Saved entries:
┏━━
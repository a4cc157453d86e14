//! Scrape-and-archive pipeline tests against an in-process blog/gateway

mod helpers;

use cv_archive::ArchiveReport;
use helpers::{start, BlogFixture, FakePost};
use serde_json::json;
use std::collections::HashMap;
use tempfile::tempdir;

fn city_blog() -> BlogFixture {
    let mut payloads = HashMap::new();
    payloads.insert(
        "txVilnius_1",
        json!({
            "title": "Vilnius",
            "subtitle": "April 2024",
            "markdown": "Church bells over the **old town**.",
            "cover_img": {"img": {"src": "https://img.example/vilnius.jpg"}}
        }),
    );
    payloads.insert("txRiga-2", json!({"title": "Riga"}));

    BlogFixture {
        posts: vec![
            ("vilnius", FakePost::WithTransaction("txVilnius_1")),
            ("riga", FakePost::WithTransaction("txRiga-2")),
            ("notes", FakePost::Plain),
            ("broken", FakePost::Broken),
            // Same recording announced twice
            ("vilnius-again", FakePost::WithTransaction("txVilnius_1")),
        ],
        payloads,
        listing_down: false,
    }
}

#[tokio::test]
async fn test_first_run_archives_new_transactions() {
    let server = start(city_blog()).await;
    let dir = tempdir().unwrap();

    let report = server.archiver(dir.path()).run().await.unwrap();

    assert_eq!(
        report,
        ArchiveReport {
            listing_unavailable: false,
            links_found: 5,
            new_transactions: 2,
            already_known: 1,
            without_transaction: 1,
            rendered: 1,
            failed: 2,
        }
    );

    let log = std::fs::read_to_string(dir.path().join("arweave_transactions.txt")).unwrap();
    assert_eq!(log, "txVilnius_1\ntxRiga-2\n");

    let page =
        std::fs::read_to_string(dir.path().join("posts").join("post_01_txVilnius_1.html")).unwrap();
    assert!(page.starts_with("<!DOCTYPE html>\n<html>\n<head>\n<title>\nVilnius\n</title>"));
    assert!(page.contains(r#"<img src="https://img.example/vilnius.jpg""#));
    assert!(page.contains("<h2>April 2024</h2>"));
    assert!(page.contains("<strong>old town</strong>"));

    // Riga has no Markdown body; nothing rendered for it
    assert!(!dir.path().join("posts").join("post_02_txRiga-2.html").exists());

    // Each new transaction fetched once, the duplicate not at all
    assert_eq!(server.gateway_hits(), 2);
}

#[tokio::test]
async fn test_rerun_skips_known_transactions() {
    let server = start(city_blog()).await;
    let dir = tempdir().unwrap();

    server.archiver(dir.path()).run().await.unwrap();
    let log_after_first =
        std::fs::read_to_string(dir.path().join("arweave_transactions.txt")).unwrap();

    let report = server.archiver(dir.path()).run().await.unwrap();

    assert_eq!(report.new_transactions, 0);
    assert_eq!(report.already_known, 3);
    assert_eq!(report.rendered, 0);
    assert_eq!(
        std::fs::read_to_string(dir.path().join("arweave_transactions.txt")).unwrap(),
        log_after_first
    );

    // Only the still-unrendered Riga transaction is retried
    assert_eq!(server.gateway_hits(), 3);
}

#[tokio::test]
async fn test_unreachable_listing_renders_pending_log_entries() {
    let server = start(BlogFixture {
        listing_down: true,
        ..city_blog()
    })
    .await;
    let dir = tempdir().unwrap();
    std::fs::write(dir.path().join("arweave_transactions.txt"), "txVilnius_1\n").unwrap();

    let report = server.archiver(dir.path()).run().await.unwrap();

    assert!(report.listing_unavailable);
    assert_eq!(report.links_found, 0);
    assert_eq!(report.rendered, 1);
    assert!(dir.path().join("posts").join("post_01_txVilnius_1.html").exists());
}

#[tokio::test]
async fn test_existing_output_is_not_rendered_again() {
    let server = start(BlogFixture {
        listing_down: true,
        ..city_blog()
    })
    .await;
    let dir = tempdir().unwrap();
    let posts = dir.path().join("posts");
    std::fs::create_dir_all(&posts).unwrap();
    std::fs::write(dir.path().join("arweave_transactions.txt"), "txVilnius_1\n").unwrap();
    std::fs::write(posts.join("post_01_txVilnius_1.html"), "kept").unwrap();

    let report = server.archiver(dir.path()).run().await.unwrap();

    assert_eq!(report.rendered, 0);
    assert_eq!(server.gateway_hits(), 0);
    assert_eq!(
        std::fs::read_to_string(posts.join("post_01_txVilnius_1.html")).unwrap(),
        "kept"
    );
}

#[tokio::test]
async fn test_gateway_miss_is_logged_but_not_rendered() {
    let server = start(BlogFixture {
        posts: vec![("lost", FakePost::WithTransaction("txLost"))],
        payloads: HashMap::new(),
        listing_down: false,
    })
    .await;
    let dir = tempdir().unwrap();

    let report = server.archiver(dir.path()).run().await.unwrap();

    assert_eq!(report.new_transactions, 1);
    assert_eq!(report.failed, 1);
    assert_eq!(
        std::fs::read_to_string(dir.path().join("arweave_transactions.txt")).unwrap(),
        "txLost\n"
    );
    assert!(!dir.path().join("posts").join("post_01_txLost.html").exists());
}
┗━━
Problem statement » Keeping each word as it stands, transcribe every entry.

Task answer »
repository a4cc157453d86e14
//! Scrape-and-archive pipeline tests against an in-process blog/gateway

mod helpers;

use cv_archive::ArchiveReport;
use helpers::{start, BlogFixture, FakePost};
use serde_json::json;
use std::collections::HashMap;
use tempfile::tempdir;

fn city_blog() -> BlogFixture {
    let mut payloads = HashMap::new();
    payloads.insert(
        "txVilnius_1",
        json!({
            "title": "Vilnius",
            "subtitle": "April 2024",
            "markdown": "Church bells over the **old town**.",
            "cover_img": {"img": {"src": "https://img.example/vilnius.jpg"}}
        }),
    );
    payloads.insert("txRiga-2", json!({"title": "Riga"}));

    BlogFixture {
        posts: vec![
            ("vilnius", FakePost::WithTransaction("txVilnius_1")),
            ("riga", FakePost::WithTransaction("txRiga-2")),
            ("notes", FakePost::Plain),
            ("broken", FakePost::Broken),
            // Same recording announced twice
            ("vilnius-again", FakePost::WithTransaction("txVilnius_1")),
        ],
        payloads,
        listing_down: false,
    }
}

#[tokio::test]
async fn test_first_run_archives_new_transactions() {
    let server = start(city_blog()).await;
    let dir = tempdir().unwrap();

    let report = server.archiver(dir.path()).run().await.unwrap();

    assert_eq!(
        report,
        ArchiveReport {
            listing_unavailable: false,
            links_found: 5,
            new_transactions: 2,
            already_known: 1,
            without_transaction: 1,
            rendered: 1,
            failed: 2,
        }
    );

    let log = std::fs::read_to_string(dir.path().join("arweave_transactions.txt")).unwrap();
    assert_eq!(log, "txVilnius_1\ntxRiga-2\n");

    let page =
        std::fs::read_to_string(dir.path().join("posts").join("post_01_txVilnius_1.html")).unwrap();
    assert!(page.starts_with("<!DOCTYPE html>\n<html>\n<head>\n<title>\nVilnius\n</title>"));
    assert!(page.contains(r#"<img src="https://img.example/vilnius.jpg""#));
    assert!(page.contains("<h2>April 2024</h2>"));
    assert!(page.contains("<strong>old town</strong>"));

    // Riga has no Markdown body; nothing rendered for it
    assert!(!dir.path().join("posts").join("post_02_txRiga-2.html").exists());

    // Each new transaction fetched once, the duplicate not at all
    assert_eq!(server.gateway_hits(), 2);
}

#[tokio::test]
async fn test_rerun_skips_known_transactions() {
    let server = start(city_blog()).await;
    let dir = tempdir().unwrap();

    server.archiver(dir.path()).run().await.unwrap();
    let log_after_first =
        std::fs::read_to_string(dir.path().join("arweave_transactions.txt")).unwrap();

    let report = server.archiver(dir.path()).run().await.unwrap();

    assert_eq!(report.new_transactions, 0);
    assert_eq!(report.already_known, 3);
    assert_eq!(report.rendered, 0);
    assert_eq!(
        std::fs::read_to_string(dir.path().join("arweave_transactions.txt")).unwrap(),
        log_after_first
    );

    // Only the still-unrendered Riga transaction is retried
    assert_eq!(server.gateway_hits(), 3);
}

#[tokio::test]
async fn test_unreachable_listing_renders_pending_log_entries() {
    let server = start(BlogFixture {
        listing_down: true,
        ..city_blog()
    })
    .await;
    let dir = tempdir().unwrap();
    std::fs::write(dir.path().join("arweave_transactions.txt"), "txVilnius_1\n").unwrap();

    let report = server.archiver(dir.path()).run().await.unwrap();

    assert!(report.listing_unavailable);
    assert_eq!(report.links_found, 0);
    assert_eq!(report.rendered, 1);
    assert!(dir.path().join("posts").join("post_01_txVilnius_1.html").exists());
}

#[tokio::test]
async fn test_existing_output_is_not_rendered_again() {
    let server = start(BlogFixture {
        listing_down: true,
        ..city_blog()
    })
    .await;
    let dir = tempdir().unwrap();
    let posts = dir.path().join("posts");
    std::fs::create_dir_all(&posts).unwrap();
    std::fs::write(dir.path().join("arweave_transactions.txt"), "txVilnius_1\n").unwrap();
    std::fs::write(posts.join("post_01_txVilnius_1.html"), "kept").unwrap();

    let report = server.archiver(dir.path()).run().await.unwrap();

    assert_eq!(report.rendered, 0);
    assert_eq!(server.gateway_hits(), 0);
    assert_eq!(
        std::fs::read_to_string(posts.join("post_01_txVilnius_1.html")).unwrap(),
        "kept"
    );
}

#[tokio::test]
async fn test_gateway_miss_is_logged_but_not_rendered() {
    let server = start(BlogFixture {
        posts: vec![("lost", FakePost::WithTransaction("txLost"))],
        payloads: HashMap::new(),
        listing_down: false,
    })
    .await;
    let dir = tempdir().unwrap();

    let report = server.archiver(dir.path()).run().await.unwrap();

    assert_eq!(report.new_transactions, 1);
    assert_eq!(report.failed, 1);
    assert_eq!(
        std::fs::read_to_string(dir.path().join("arweave_transactions.txt")).unwrap(),
        "txLost\n"
    );
    assert!(!dir.path().join("posts").join("post_01_txLost.html").exists());
}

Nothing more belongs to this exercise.